** Opening Data to process block **

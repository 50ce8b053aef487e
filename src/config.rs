use crate::error::{ReleaseError, Result};
use serde::{Deserialize, Serialize};
use std::fs;
use std::path::Path;

/// Name of the project-local configuration file
pub const CONFIG_FILE: &str = "release-train.toml";

/// Represents the complete configuration for release-train.
///
/// Names the train, where its trunk lives, how to reach the repository host and the local
/// working copy, and the fixed texts used in releases.
#[derive(Debug, Deserialize, Serialize, Clone, PartialEq)]
pub struct Config {
    #[serde(default = "default_release_name")]
    pub release_name: String,

    #[serde(default = "default_trunk_branch")]
    pub trunk_branch: String,

    #[serde(default = "default_log_file")]
    pub log_file: String,

    #[serde(default)]
    pub github: GitHubConfig,

    #[serde(default)]
    pub git: GitConfig,

    #[serde(default)]
    pub messages: MessagesConfig,
}

fn default_release_name() -> String {
    "portal".to_string()
}

fn default_trunk_branch() -> String {
    "main".to_string()
}

fn default_log_file() -> String {
    "release_log.txt".to_string()
}

fn default_api_url() -> String {
    "https://api.github.com".to_string()
}

fn default_remote() -> String {
    "origin".to_string()
}

fn default_git_path() -> String {
    ".".to_string()
}

fn default_first_release() -> String {
    "🎉 This is the first release! 🎉".to_string()
}

/// Repository host settings.
///
/// The access token is deliberately absent: it is read from `GITHUB_TOKEN` only.
#[derive(Debug, Deserialize, Serialize, Clone, PartialEq)]
pub struct GitHubConfig {
    #[serde(default = "default_api_url")]
    pub api_url: String,

    /// `owner/repo`
    #[serde(default)]
    pub repository: Option<String>,
}

impl Default for GitHubConfig {
    fn default() -> Self {
        GitHubConfig {
            api_url: default_api_url(),
            repository: None,
        }
    }
}

/// Local working copy used for cherry-picks.
#[derive(Debug, Deserialize, Serialize, Clone, PartialEq)]
pub struct GitConfig {
    #[serde(default = "default_remote")]
    pub remote: String,

    #[serde(default = "default_git_path")]
    pub path: String,
}

impl Default for GitConfig {
    fn default() -> Self {
        GitConfig {
            remote: default_remote(),
            path: default_git_path(),
        }
    }
}

#[derive(Debug, Deserialize, Serialize, Clone, PartialEq)]
pub struct MessagesConfig {
    /// Body of the very first release of a train
    #[serde(default = "default_first_release")]
    pub first_release: String,
}

impl Default for MessagesConfig {
    fn default() -> Self {
        MessagesConfig {
            first_release: default_first_release(),
        }
    }
}

impl Default for Config {
    fn default() -> Self {
        Config {
            release_name: default_release_name(),
            trunk_branch: default_trunk_branch(),
            log_file: default_log_file(),
            github: GitHubConfig::default(),
            git: GitConfig::default(),
            messages: MessagesConfig::default(),
        }
    }
}

impl Config {
    /// Apply `GITHUB_REPOSITORY`, `RELEASE_NAME` and `GITHUB_API_URL` from the environment
    pub fn apply_env(&mut self) {
        self.apply_overrides(|key| std::env::var(key).ok());
    }

    /// Apply overrides from any key lookup; empty values are ignored
    pub fn apply_overrides<F>(&mut self, lookup: F)
    where
        F: Fn(&str) -> Option<String>,
    {
        let get = |key: &str| lookup(key).filter(|value| !value.trim().is_empty());

        if let Some(repository) = get("GITHUB_REPOSITORY") {
            self.github.repository = Some(repository);
        }
        if let Some(release_name) = get("RELEASE_NAME") {
            self.release_name = release_name;
        }
        if let Some(api_url) = get("GITHUB_API_URL") {
            self.github.api_url = api_url;
        }
    }

    /// Check the settings every action relies on
    pub fn validate(&self) -> Result<()> {
        let name = self.release_name.trim();
        if name.is_empty() {
            return Err(ReleaseError::config("release_name must not be empty"));
        }
        if name.contains('/') {
            return Err(ReleaseError::config(format!(
                "release_name '{}' must not contain '/'",
                name
            )));
        }
        if self.trunk_branch.trim().is_empty() {
            return Err(ReleaseError::config("trunk_branch must not be empty"));
        }
        Ok(())
    }

    /// The `owner/repo` the host client talks to
    pub fn repository(&self) -> Result<&str> {
        match self.github.repository.as_deref() {
            Some(repository) if repository.contains('/') => Ok(repository),
            Some(repository) => Err(ReleaseError::config(format!(
                "github.repository '{}' must look like owner/repo",
                repository
            ))),
            None => Err(ReleaseError::config(
                "github.repository is not set, use the config file or GITHUB_REPOSITORY",
            )),
        }
    }
}

/// Loads configuration from file or returns defaults.
///
/// Attempts to load configuration in the following order:
/// 1. Custom path provided as parameter
/// 2. `release-train.toml` in current directory
/// 3. `.release-train.toml` in the user config directory
/// 4. Default configuration if no file found
///
/// Environment overrides are not applied here; see [Config::apply_env].
pub fn load_config(config_path: Option<&str>) -> Result<Config> {
    let local = Path::new(".").join(CONFIG_FILE);

    let (source, config_str) = if let Some(path) = config_path {
        (path.to_string(), read(Path::new(path))?)
    } else if local.exists() {
        (local.display().to_string(), read(&local)?)
    } else if let Some(config_dir) = dirs::config_dir() {
        let user_config = config_dir.join(format!(".{}", CONFIG_FILE));
        if user_config.exists() {
            (user_config.display().to_string(), read(&user_config)?)
        } else {
            return Ok(Config::default());
        }
    } else {
        return Ok(Config::default());
    };

    toml::from_str(&config_str)
        .map_err(|e| ReleaseError::config(format!("Failed to parse {}: {}", source, e)))
}

fn read(path: &Path) -> Result<String> {
    fs::read_to_string(path)
        .map_err(|e| ReleaseError::config(format!("Failed to read {}: {}", path.display(), e)))
}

** Closing Data to process block **

• **What the task asks**
Wherever the word "configuration" turns up in a line of the entries above, copy that line.

• **Solution to this problem**
/// Name of the project-local configuration file
/// Represents the complete configuration for release-train.
/// Loads configuration from file or returns defaults.
/// Attempts to load configuration in the following order:
/// 4. Default configuration if no file found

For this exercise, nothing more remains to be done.